- DATASET ENTRIES -
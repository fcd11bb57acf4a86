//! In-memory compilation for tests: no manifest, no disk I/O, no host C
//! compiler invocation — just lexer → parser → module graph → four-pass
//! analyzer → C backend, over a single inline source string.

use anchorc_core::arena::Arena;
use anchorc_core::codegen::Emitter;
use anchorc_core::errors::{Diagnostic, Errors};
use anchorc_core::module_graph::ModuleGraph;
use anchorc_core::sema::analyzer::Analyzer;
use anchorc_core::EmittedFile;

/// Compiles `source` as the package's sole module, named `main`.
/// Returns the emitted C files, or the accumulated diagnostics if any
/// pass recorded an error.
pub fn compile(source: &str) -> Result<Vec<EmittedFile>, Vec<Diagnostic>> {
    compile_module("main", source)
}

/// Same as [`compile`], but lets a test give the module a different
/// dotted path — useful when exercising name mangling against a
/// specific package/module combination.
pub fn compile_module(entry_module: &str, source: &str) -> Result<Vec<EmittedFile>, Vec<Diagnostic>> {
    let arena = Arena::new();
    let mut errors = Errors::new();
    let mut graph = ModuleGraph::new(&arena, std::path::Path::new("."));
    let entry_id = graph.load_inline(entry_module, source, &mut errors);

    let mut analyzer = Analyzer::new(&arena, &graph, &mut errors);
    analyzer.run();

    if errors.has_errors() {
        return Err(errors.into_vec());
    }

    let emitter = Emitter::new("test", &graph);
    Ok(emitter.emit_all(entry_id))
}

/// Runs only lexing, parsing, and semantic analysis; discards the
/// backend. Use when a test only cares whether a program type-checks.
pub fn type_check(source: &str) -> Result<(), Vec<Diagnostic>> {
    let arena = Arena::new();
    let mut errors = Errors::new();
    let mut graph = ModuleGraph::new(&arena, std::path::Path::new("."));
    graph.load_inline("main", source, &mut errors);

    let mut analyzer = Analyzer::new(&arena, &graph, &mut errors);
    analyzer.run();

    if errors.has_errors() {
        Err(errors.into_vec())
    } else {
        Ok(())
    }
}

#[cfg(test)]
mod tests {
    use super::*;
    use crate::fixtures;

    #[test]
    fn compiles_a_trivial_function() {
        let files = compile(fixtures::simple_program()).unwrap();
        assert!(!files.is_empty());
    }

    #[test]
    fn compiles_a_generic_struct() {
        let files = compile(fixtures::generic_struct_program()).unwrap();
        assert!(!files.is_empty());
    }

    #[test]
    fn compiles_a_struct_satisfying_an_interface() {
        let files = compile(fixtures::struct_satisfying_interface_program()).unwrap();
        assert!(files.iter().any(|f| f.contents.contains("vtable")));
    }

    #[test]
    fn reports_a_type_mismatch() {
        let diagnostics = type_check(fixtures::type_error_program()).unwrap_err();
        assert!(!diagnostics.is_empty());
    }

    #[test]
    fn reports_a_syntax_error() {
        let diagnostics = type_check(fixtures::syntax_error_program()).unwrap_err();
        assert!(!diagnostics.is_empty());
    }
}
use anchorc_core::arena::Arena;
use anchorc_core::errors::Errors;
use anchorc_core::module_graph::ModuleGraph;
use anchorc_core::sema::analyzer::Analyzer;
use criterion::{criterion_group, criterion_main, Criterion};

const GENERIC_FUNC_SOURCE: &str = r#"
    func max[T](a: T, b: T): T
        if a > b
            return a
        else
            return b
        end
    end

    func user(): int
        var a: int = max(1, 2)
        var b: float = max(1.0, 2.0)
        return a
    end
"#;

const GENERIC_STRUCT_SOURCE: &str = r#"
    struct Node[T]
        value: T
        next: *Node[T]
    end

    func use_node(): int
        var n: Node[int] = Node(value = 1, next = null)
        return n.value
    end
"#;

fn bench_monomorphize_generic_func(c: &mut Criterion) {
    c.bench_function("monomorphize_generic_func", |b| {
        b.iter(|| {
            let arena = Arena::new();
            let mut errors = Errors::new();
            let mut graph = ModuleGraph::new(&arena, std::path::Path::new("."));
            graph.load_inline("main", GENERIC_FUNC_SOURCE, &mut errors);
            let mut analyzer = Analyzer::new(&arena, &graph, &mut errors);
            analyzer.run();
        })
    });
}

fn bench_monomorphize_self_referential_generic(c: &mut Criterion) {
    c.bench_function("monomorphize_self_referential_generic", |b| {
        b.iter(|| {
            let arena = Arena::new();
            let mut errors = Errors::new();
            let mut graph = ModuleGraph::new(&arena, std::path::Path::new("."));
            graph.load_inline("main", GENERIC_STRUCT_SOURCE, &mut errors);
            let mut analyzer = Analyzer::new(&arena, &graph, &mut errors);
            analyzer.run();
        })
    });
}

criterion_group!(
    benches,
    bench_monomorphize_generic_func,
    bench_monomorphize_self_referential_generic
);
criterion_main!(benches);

- HOW TO COMPLETE THIS TASK -
Each line above that contains the word "fixtures" must be copied.

- ANSWER BOX -
    use crate::fixtures;
        let files = compile(fixtures::simple_program()).unwrap();
        let files = compile(fixtures::generic_struct_program()).unwrap();
        let files = compile(fixtures::struct_satisfying_interface_program()).unwrap();
        let diagnostics = type_check(fixtures::type_error_program()).unwrap_err();
        let diagnostics = type_check(fixtures::syntax_error_program()).unwrap_err();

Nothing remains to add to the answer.